* [Exercise material]
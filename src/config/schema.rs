//! Configuration schema types
//!
//! Root structure mapping to the `piiscan.toml` file, with serde defaults
//! so a minimal file only needs the model API key.

use crate::config::secret::{secret_string, SecretString};
use serde::{Deserialize, Serialize};
use url::Url;

/// Main piiscan configuration
#[derive(Debug, Serialize, Deserialize)]
pub struct PiiScanConfig {
    /// Application-level settings
    #[serde(default)]
    pub application: ApplicationConfig,

    /// Generative model endpoint configuration
    pub model: ModelConfig,

    /// OCR engine configuration
    #[serde(default)]
    pub ocr: OcrConfig,

    /// Uploaded-file storage configuration
    #[serde(default)]
    pub storage: StorageConfig,

    /// Analysis policy configuration
    #[serde(default)]
    pub analysis: AnalysisConfig,

    /// Logging configuration
    #[serde(default)]
    pub logging: LoggingConfig,
}

impl PiiScanConfig {
    /// Validates the configuration
    ///
    /// # Errors
    ///
    /// Returns an error if any configuration values are invalid
    pub fn validate(&self) -> Result<(), String> {
        self.application.validate()?;
        self.model.validate()?;
        self.ocr.validate()?;
        self.logging.validate()?;
        Ok(())
    }
}

/// Application-level configuration
#[derive(Debug, Clone, Serialize, Deserialize)]
pub struct ApplicationConfig {
    /// Log level (trace, debug, info, warn, error)
    #[serde(default = "default_log_level")]
    pub log_level: String,
}

impl Default for ApplicationConfig {
    fn default() -> Self {
        Self {
            log_level: default_log_level(),
        }
    }
}

impl ApplicationConfig {
    fn validate(&self) -> Result<(), String> {
        let valid_levels = ["trace", "debug", "info", "warn", "error"];
        if !valid_levels.contains(&self.log_level.as_str()) {
            return Err(format!(
                "Invalid log_level '{}'. Must be one of: {}",
                self.log_level,
                valid_levels.join(", ")
            ));
        }
        Ok(())
    }
}

/// Generative model endpoint configuration
#[derive(Debug, Clone, Serialize, Deserialize)]
pub struct ModelConfig {
    /// Base URL of the model API
    #[serde(default = "default_model_base_url")]
    pub base_url: String,

    /// Model identifier
    #[serde(default = "default_model_name")]
    pub model: String,

    /// API key, injected from configuration or environment
    #[serde(default = "default_api_key")]
    pub api_key: SecretString,

    /// Request timeout in seconds
    #[serde(default = "default_timeout_seconds")]
    pub timeout_seconds: u64,
}

impl Default for ModelConfig {
    fn default() -> Self {
        Self {
            base_url: default_model_base_url(),
            model: default_model_name(),
            api_key: default_api_key(),
            timeout_seconds: default_timeout_seconds(),
        }
    }
}

impl ModelConfig {
    fn validate(&self) -> Result<(), String> {
        Url::parse(&self.base_url)
            .map_err(|e| format!("Invalid model.base_url '{}': {}", self.base_url, e))?;
        if self.model.is_empty() {
            return Err("model.model must not be empty".to_string());
        }
        if self.timeout_seconds == 0 {
            return Err("model.timeout_seconds must be greater than zero".to_string());
        }
        use secrecy::ExposeSecret;
        if self.api_key.expose_secret().is_empty() {
            return Err(
                "model.api_key is required (set it in the config file or PIISCAN_MODEL_API_KEY)"
                    .to_string(),
            );
        }
        Ok(())
    }
}

/// OCR engine configuration
#[derive(Debug, Clone, Serialize, Deserialize)]
pub struct OcrConfig {
    /// OCR command to invoke
    #[serde(default = "default_ocr_command")]
    pub command: String,

    /// Language data to use
    #[serde(default = "default_ocr_language")]
    pub language: String,
}

impl Default for OcrConfig {
    fn default() -> Self {
        Self {
            command: default_ocr_command(),
            language: default_ocr_language(),
        }
    }
}

impl OcrConfig {
    fn validate(&self) -> Result<(), String> {
        if self.command.is_empty() {
            return Err("ocr.command must not be empty".to_string());
        }
        if self.language.is_empty() {
            return Err("ocr.language must not be empty".to_string());
        }
        Ok(())
    }
}

/// Uploaded-file storage configuration
#[derive(Debug, Clone, Serialize, Deserialize)]
pub struct StorageConfig {
    /// Directory holding uploaded files
    #[serde(default = "default_storage_root")]
    pub root: String,
}

impl Default for StorageConfig {
    fn default() -> Self {
        Self {
            root: default_storage_root(),
        }
    }
}

/// Analysis policy configuration
#[derive(Debug, Clone, Default, Serialize, Deserialize)]
pub struct AnalysisConfig {
    /// Status code reported when the remote analyzer fails entirely.
    ///
    /// When unset, a remote failure keeps the path status (0 or 1) and
    /// surfaces only through the placeholder finding; when set, the failure
    /// overrides the status code with this value.
    #[serde(default)]
    pub remote_failure_code: Option<i32>,
}

/// Logging configuration
#[derive(Debug, Clone, Serialize, Deserialize)]
pub struct LoggingConfig {
    /// Enable file logging
    #[serde(default)]
    pub local_enabled: bool,

    /// Directory for log files
    #[serde(default = "default_log_path")]
    pub local_path: String,

    /// Log rotation ("daily" or "hourly")
    #[serde(default = "default_log_rotation")]
    pub local_rotation: String,
}

impl Default for LoggingConfig {
    fn default() -> Self {
        Self {
            local_enabled: false,
            local_path: default_log_path(),
            local_rotation: default_log_rotation(),
        }
    }
}

impl LoggingConfig {
    fn validate(&self) -> Result<(), String> {
        let valid_rotations = ["daily", "hourly"];
        if !valid_rotations.contains(&self.local_rotation.as_str()) {
            return Err(format!(
                "Invalid local_rotation '{}'. Must be one of: {}",
                self.local_rotation,
                valid_rotations.join(", ")
            ));
        }
        Ok(())
    }
}

fn default_log_level() -> String {
    "info".to_string()
}

fn default_model_base_url() -> String {
    "https://generativelanguage.googleapis.com".to_string()
}

fn default_model_name() -> String {
    "gemini-2.5-flash".to_string()
}

fn default_api_key() -> SecretString {
    secret_string(String::new())
}

fn default_timeout_seconds() -> u64 {
    30
}

fn default_ocr_command() -> String {
    "tesseract".to_string()
}

fn default_ocr_language() -> String {
    "eng".to_string()
}

fn default_storage_root() -> String {
    "./uploads".to_string()
}

fn default_log_path() -> String {
    "./logs".to_string()
}

fn default_log_rotation() -> String {
    "daily".to_string()
}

* [Work task]
Line by line, write out the records above exactly.

* [Response for this exercise]
filename src/config/schema.rs
//! Configuration schema types
//!
//! Root structure mapping to the `piiscan.toml` file, with serde defaults
//! so a minimal file only needs the model API key.

use crate::config::secret::{secret_string, SecretString};
use serde::{Deserialize, Serialize};
use url::Url;

/// Main piiscan configuration
#[derive(Debug, Serialize, Deserialize)]
pub struct PiiScanConfig {
    /// Application-level settings
    #[serde(default)]
    pub application: ApplicationConfig,

    /// Generative model endpoint configuration
    pub model: ModelConfig,

    /// OCR engine configuration
    #[serde(default)]
    pub ocr: OcrConfig,

    /// Uploaded-file storage configuration
    #[serde(default)]
    pub storage: StorageConfig,

    /// Analysis policy configuration
    #[serde(default)]
    pub analysis: AnalysisConfig,

    /// Logging configuration
    #[serde(default)]
    pub logging: LoggingConfig,
}

impl PiiScanConfig {
    /// Validates the configuration
    ///
    /// # Errors
    ///
    /// Returns an error if any configuration values are invalid
    pub fn validate(&self) -> Result<(), String> {
        self.application.validate()?;
        self.model.validate()?;
        self.ocr.validate()?;
        self.logging.validate()?;
        Ok(())
    }
}

/// Application-level configuration
#[derive(Debug, Clone, Serialize, Deserialize)]
pub struct ApplicationConfig {
    /// Log level (trace, debug, info, warn, error)
    #[serde(default = "default_log_level")]
    pub log_level: String,
}

impl Default for ApplicationConfig {
    fn default() -> Self {
        Self {
            log_level: default_log_level(),
        }
    }
}

impl ApplicationConfig {
    fn validate(&self) -> Result<(), String> {
        let valid_levels = ["trace", "debug", "info", "warn", "error"];
        if !valid_levels.contains(&self.log_level.as_str()) {
            return Err(format!(
                "Invalid log_level '{}'. Must be one of: {}",
                self.log_level,
                valid_levels.join(", ")
            ));
        }
        Ok(())
    }
}

/// Generative model endpoint configuration
#[derive(Debug, Clone, Serialize, Deserialize)]
pub struct ModelConfig {
    /// Base URL of the model API
    #[serde(default = "default_model_base_url")]
    pub base_url: String,

    /// Model identifier
    #[serde(default = "default_model_name")]
    pub model: String,

    /// API key, injected from configuration or environment
    #[serde(default = "default_api_key")]
    pub api_key: SecretString,

    /// Request timeout in seconds
    #[serde(default = "default_timeout_seconds")]
    pub timeout_seconds: u64,
}

impl Default for ModelConfig {
    fn default() -> Self {
        Self {
            base_url: default_model_base_url(),
            model: default_model_name(),
            api_key: default_api_key(),
            timeout_seconds: default_timeout_seconds(),
        }
    }
}

impl ModelConfig {
    fn validate(&self) -> Result<(), String> {
        Url::parse(&self.base_url)
            .map_err(|e| format!("Invalid model.base_url '{}': {}", self.base_url, e))?;
        if self.model.is_empty() {
            return Err("model.model must not be empty".to_string());
        }
        if self.timeout_seconds == 0 {
            return Err("model.timeout_seconds must be greater than zero".to_string());
        }
        use secrecy::ExposeSecret;
        if self.api_key.expose_secret().is_empty() {
            return Err(
                "model.api_key is required (set it in the config file or PIISCAN_MODEL_API_KEY)"
                    .to_string(),
            );
        }
        Ok(())
    }
}

/// OCR engine configuration
#[derive(Debug, Clone, Serialize, Deserialize)]
pub struct OcrConfig {
    /// OCR command to invoke
    #[serde(default = "default_ocr_command")]
    pub command: String,

    /// Language data to use
    #[serde(default = "default_ocr_language")]
    pub language: String,
}

impl Default for OcrConfig {
    fn default() -> Self {
        Self {
            command: default_ocr_command(),
            language: default_ocr_language(),
        }
    }
}

impl OcrConfig {
    fn validate(&self) -> Result<(), String> {
        if self.command.is_empty() {
            return Err("ocr.command must not be empty".to_string());
        }
        if self.language.is_empty() {
            return Err("ocr.language must not be empty".to_string());
        }
        Ok(())
    }
}

/// Uploaded-file storage configuration
#[derive(Debug, Clone, Serialize, Deserialize)]
pub struct StorageConfig {
    /// Directory holding uploaded files
    #[serde(default = "default_storage_root")]
    pub root: String,
}

impl Default for StorageConfig {
    fn default() -> Self {
        Self {
            root: default_storage_root(),
        }
    }
}

/// Analysis policy configuration
#[derive(Debug, Clone, Default, Serialize, Deserialize)]
pub struct AnalysisConfig {
    /// Status code reported when the remote analyzer fails entirely.
    ///
    /// When unset, a remote failure keeps the path status (0 or 1) and
    /// surfaces only through the placeholder finding; when set, the failure
    /// overrides the status code with this value.
    #[serde(default)]
    pub remote_failure_code: Option<i32>,
}

/// Logging configuration
#[derive(Debug, Clone, Serialize, Deserialize)]
pub struct LoggingConfig {
    /// Enable file logging
    #[serde(default)]
    pub local_enabled: bool,

    /// Directory for log files
    #[serde(default = "default_log_path")]
    pub local_path: String,

    /// Log rotation ("daily" or "hourly")
    #[serde(default = "default_log_rotation")]
    pub local_rotation: String,
}

impl Default for LoggingConfig {
    fn default() -> Self {
        Self {
            local_enabled: false,
            local_path: default_log_path(),
            local_rotation: default_log_rotation(),
        }
    }
}

impl LoggingConfig {
    fn validate(&self) -> Result<(), String> {
        let valid_rotations = ["daily", "hourly"];
        if !valid_rotations.contains(&self.local_rotation.as_str()) {
            return Err(format!(
                "Invalid local_rotation '{}'. Must be one of: {}",
                self.local_rotation,
                valid_rotations.join(", ")
            ));
        }
        Ok(())
    }
}

fn default_log_level() -> String {
    "info".to_string()
}

fn default_model_base_url() -> String {
    "https://generativelanguage.googleapis.com".to_string()
}

fn default_model_name() -> String {
    "gemini-2.5-flash".to_string()
}

fn default_api_key() -> SecretString {
    secret_string(String::new())
}

fn default_timeout_seconds() -> u64 {
    30
}

fn default_ocr_command() -> String {
    "tesseract".to_string()
}

fn default_ocr_language() -> String {
    "eng".to_string()
}

fn default_storage_root() -> String {
    "./uploads".to_string()
}

fn default_log_path() -> String {
    "./logs".to_string()
}

fn default_log_rotation() -> String {
    "daily".to_string()
}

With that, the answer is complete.